Risdiplam / Evrysdi / RG7916
Pages in this website section last updated 10th August 2020
10th August 2020
Risdiplam Approved for the Treatment of SMA in the U.S.
Scroll down further for:
- What is it?
- How it Works
- Clinical Trials
- Global Pre-Approval Access Programme
- Progress Towards Licensing and Access
What is it?
Pharmaceutical company Roche has been leading the development of this small molecule that targets and encourages the SMN2 ‘back-up’ gene to produce a greater amount of functional SMN protein, which is lacking in people with SMA.
Risdiplam is being studied in a broad range of patients who have SMA from birth to 60 years of age. It is an orally-administered liquid designed to provide a sustained increase in SMN protein centrally and peripherally, through daily dosing.
How it Works
Risdiplam works by interacting with the SMN2 gene.
Risdiplam is a small molecule drug that specifically modulates how effectively the SMN2 gene is used to make SMN protein. It does this by interacting with SMN2 RNA (which serves as a template from which SMN protein is made) so that more SMN protein is made.

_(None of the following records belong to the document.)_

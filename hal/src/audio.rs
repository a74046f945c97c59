//! Audio interface for Vigil HAL
//! Synthesizes alert tones and plays them through ALSA (`aplay`)

use crate::HalError;
use std::io::Write;
use std::process::{Command, Stdio};
use std::time::Duration;

/// Attack time of the tone envelope
const ATTACK_MS: f64 = 10.0;

/// Level the exponential decay reaches at the end of a tone
const DECAY_FLOOR: f64 = 0.01;

/// Audio format configuration
#[derive(Debug, Clone)]
pub struct AudioFormat {
    pub sample_rate: u32,
    pub channels: u16,
    pub bits_per_sample: u16,
}

impl Default for AudioFormat {
    fn default() -> Self {
        Self {
            sample_rate: 44100,
            channels: 1,
            bits_per_sample: 16,
        }
    }
}

/// A single sine burst, scheduled relative to the start of its pattern
#[derive(Debug, Clone, PartialEq)]
pub struct Tone {
    pub frequency_hz: f64,
    pub duration_ms: u32,
    pub start_delay_ms: u32,
    /// Peak amplitude, 0.0 - 1.0
    pub gain: f64,
}

impl Tone {
    pub fn new(frequency_hz: f64, duration_ms: u32, start_delay_ms: u32) -> Self {
        Self {
            frequency_hz,
            duration_ms,
            start_delay_ms,
            gain: 0.3,
        }
    }

    pub fn with_gain(mut self, gain: f64) -> Self {
        self.gain = gain.clamp(0.0, 1.0);
        self
    }
}

/// Anything that can emit a tone
pub trait ToneSink: Send {
    /// Play `tone` after its start delay. Returns once playback is scheduled.
    fn play_tone(&mut self, tone: &Tone) -> Result<(), HalError>;
}

/// Sink for hosts without audio output
#[derive(Debug, Default)]
pub struct NullSink;

impl ToneSink for NullSink {
    fn play_tone(&mut self, tone: &Tone) -> Result<(), HalError> {
        tracing::debug!(frequency = tone.frequency_hz, "Audio disabled, tone skipped");
        Ok(())
    }
}

/// Audio playback device
pub struct AudioPlayback {
    device: String,
    format: AudioFormat,
}

impl AudioPlayback {
    /// Create new playback device
    pub fn new(device: &str, format: AudioFormat) -> Result<Self, HalError> {
        if format.bits_per_sample != 16 {
            return Err(HalError::InvalidConfig(format!(
                "unsupported sample width: {} bits",
                format.bits_per_sample
            )));
        }

        Ok(Self {
            device: device.to_string(),
            format,
        })
    }

    pub fn device(&self) -> &str {
        &self.device
    }

    /// Generate an enveloped sine tone: short linear attack, exponential decay
    pub fn generate_tone(&self, frequency: f64, duration_ms: u32, gain: f64) -> Vec<i16> {
        let rate = self.format.sample_rate as f64;
        let num_samples = (rate * duration_ms as f64 / 1000.0) as usize;
        let mut samples = Vec::with_capacity(num_samples);

        let attack = (rate * ATTACK_MS / 1000.0).max(1.0);
        let decay_len = (num_samples as f64 - attack).max(1.0);
        let floor = (DECAY_FLOOR / gain.max(DECAY_FLOOR)).min(1.0);

        for i in 0..num_samples {
            let n = i as f64;
            let envelope = if n < attack {
                gain * n / attack
            } else {
                gain * floor.powf((n - attack) / decay_len)
            };

            let t = n / rate;
            let sample = (2.0 * std::f64::consts::PI * frequency * t).sin() * envelope;
            samples.push((sample * 32767.0) as i16);
        }

        samples
    }

    fn spawn_player(&self) -> Result<std::process::Child, HalError> {
        Command::new("aplay")
            .args(["-q", "-D", &self.device, "-t", "raw", "-f", "S16_LE"])
            .arg("-r")
            .arg(self.format.sample_rate.to_string())
            .arg("-c")
            .arg(self.format.channels.to_string())
            .stdin(Stdio::piped())
            .stdout(Stdio::null())
            .stderr(Stdio::null())
            .spawn()
            .map_err(|e| match e.kind() {
                std::io::ErrorKind::NotFound => HalError::DeviceNotFound("aplay".to_string()),
                _ => HalError::IoError(e),
            })
    }
}

impl ToneSink for AudioPlayback {
    fn play_tone(&mut self, tone: &Tone) -> Result<(), HalError> {
        let samples = self.generate_tone(tone.frequency_hz, tone.duration_ms, tone.gain);
        let pcm: Vec<u8> = samples.iter().flat_map(|s| s.to_le_bytes()).collect();

        let mut child = self.spawn_player()?;
        let mut stdin = child
            .stdin
            .take()
            .ok_or_else(|| HalError::DeviceNotFound(format!("{} (no stdin)", self.device)))?;

        let delay = Duration::from_millis(tone.start_delay_ms as u64);
        std::thread::spawn(move || {
            std::thread::sleep(delay);
            if let Err(e) = stdin.write_all(&pcm) {
                tracing::warn!("Failed to write tone to player: {}", e);
            }
            drop(stdin);
            let _ = child.wait();
        });

        Ok(())
    }
}

#[cfg(test)]
mod tests {
    use super::*;

    fn playback() -> AudioPlayback {
        AudioPlayback::new("default", AudioFormat::default()).unwrap()
    }

    #[test]
    fn tone_length_matches_duration() {
        let samples = playback().generate_tone(880.0, 500, 0.3);
        assert_eq!(samples.len(), 22050);
    }

    #[test]
    fn tone_envelope_starts_silent_and_stays_under_gain() {
        let samples = playback().generate_tone(880.0, 500, 0.3);
        assert_eq!(samples[0], 0);

        let peak = samples.iter().map(|s| (*s as i32).abs()).max().unwrap();
        assert!(peak as f64 <= 0.3 * 32767.0 + 1.0);
        assert!(peak as f64 > 0.2 * 32767.0);

        let tail = samples[samples.len() - 200..]
            .iter()
            .map(|s| (*s as i32).abs())
            .max()
            .unwrap();
        assert!(tail < 500);
    }

    #[test]
    fn rejects_unsupported_sample_width() {
        let format = AudioFormat {
            bits_per_sample: 24,
            ..Default::default()
        };
        assert!(matches!(
            AudioPlayback::new("default", format),
            Err(HalError::InvalidConfig(_))
        ));
    }

    #[test]
    fn gain_is_clamped() {
        assert_eq!(Tone::new(440.0, 100, 0).with_gain(3.0).gain, 1.0);
    }

    #[test]
    fn null_sink_accepts_tones() {
        let mut sink = NullSink;
        assert!(sink.play_tone(&Tone::new(1047.0, 700, 400)).is_ok());
    }
}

To make SMN protein from SMN2, the gene must first be copied into RNA (the template). The SMN2 gene is not as good at this process as the SMN1 gene, and therefore produces a lot less SMN protein than SMN1.
Risdiplam is being studied in clinical trials:
FIREFISH: SMA Type 1, 21 children aged 1-7 months
SUNFISH: SMA Types 2 and 3, 51 people aged between 2-25 years
JEWELFISH: a trial for people who have previously participated in a trial with SMN2-targeting therapies, or olesoxime, or who received previous treatment with nusinersen; people aged 6 months-60 years
RAINBOWFISH: a trial of risdiplam in infants with genetically diagnosed SMA who are not yet presenting symptoms (pre-symptomatic); 25 children
Trials have recruited from around the world, including for JEWELFISH in the UK. For the latest updates on trial recruitment, please go here.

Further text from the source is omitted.